Problem requirements » Given the records below, pull every line with the word "Serialize" into the answer.

[Dataset entries]
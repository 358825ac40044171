//! Axis-aligned rectangles for bounding boxes and pipe halves
//!
//! Screen space: x grows right, y grows down, (x, y) is the top-left corner.

use glam::Vec2;
use serde::{Deserialize, Serialize};

#[derive(Debug, Clone, Copy, PartialEq, Default, Serialize, Deserialize)]
pub struct Rect {
    pub x: f32,
    pub y: f32,
    pub w: f32,
    pub h: f32,
}

impl Rect {
    pub const fn new(x: f32, y: f32, w: f32, h: f32) -> Self {
        Self { x, y, w, h }
    }

    /// Rectangle of the given size centered on `center`
    pub fn centered(center: Vec2, size: Vec2) -> Self {
        Self::new(
            center.x - size.x * 0.5,
            center.y - size.y * 0.5,
            size.x,
            size.y,
        )
    }

    #[inline]
    pub fn right(&self) -> f32 {
        self.x + self.w
    }

    #[inline]
    pub fn bottom(&self) -> f32 {
        self.y + self.h
    }

    #[inline]
    pub fn center_x(&self) -> f32 {
        self.x + self.w * 0.5
    }

    /// Strict overlap test. Rectangles that only share an edge do not intersect,
    /// and a zero-height rectangle never intersects anything.
    pub fn intersects(&self, other: &Rect) -> bool {
        self.x < other.right()
            && self.right() > other.x
            && self.y < other.bottom()
            && self.bottom() > other.y
    }

    /// Same rectangle moved by `offset`
    pub fn translated(&self, offset: Vec2) -> Self {
        Self::new(self.x + offset.x, self.y + offset.y, self.w, self.h)
    }
}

Output of the exercise »
use serde::{Deserialize, Serialize};
#[derive(Debug, Clone, Copy, PartialEq, Default, Serialize, Deserialize)]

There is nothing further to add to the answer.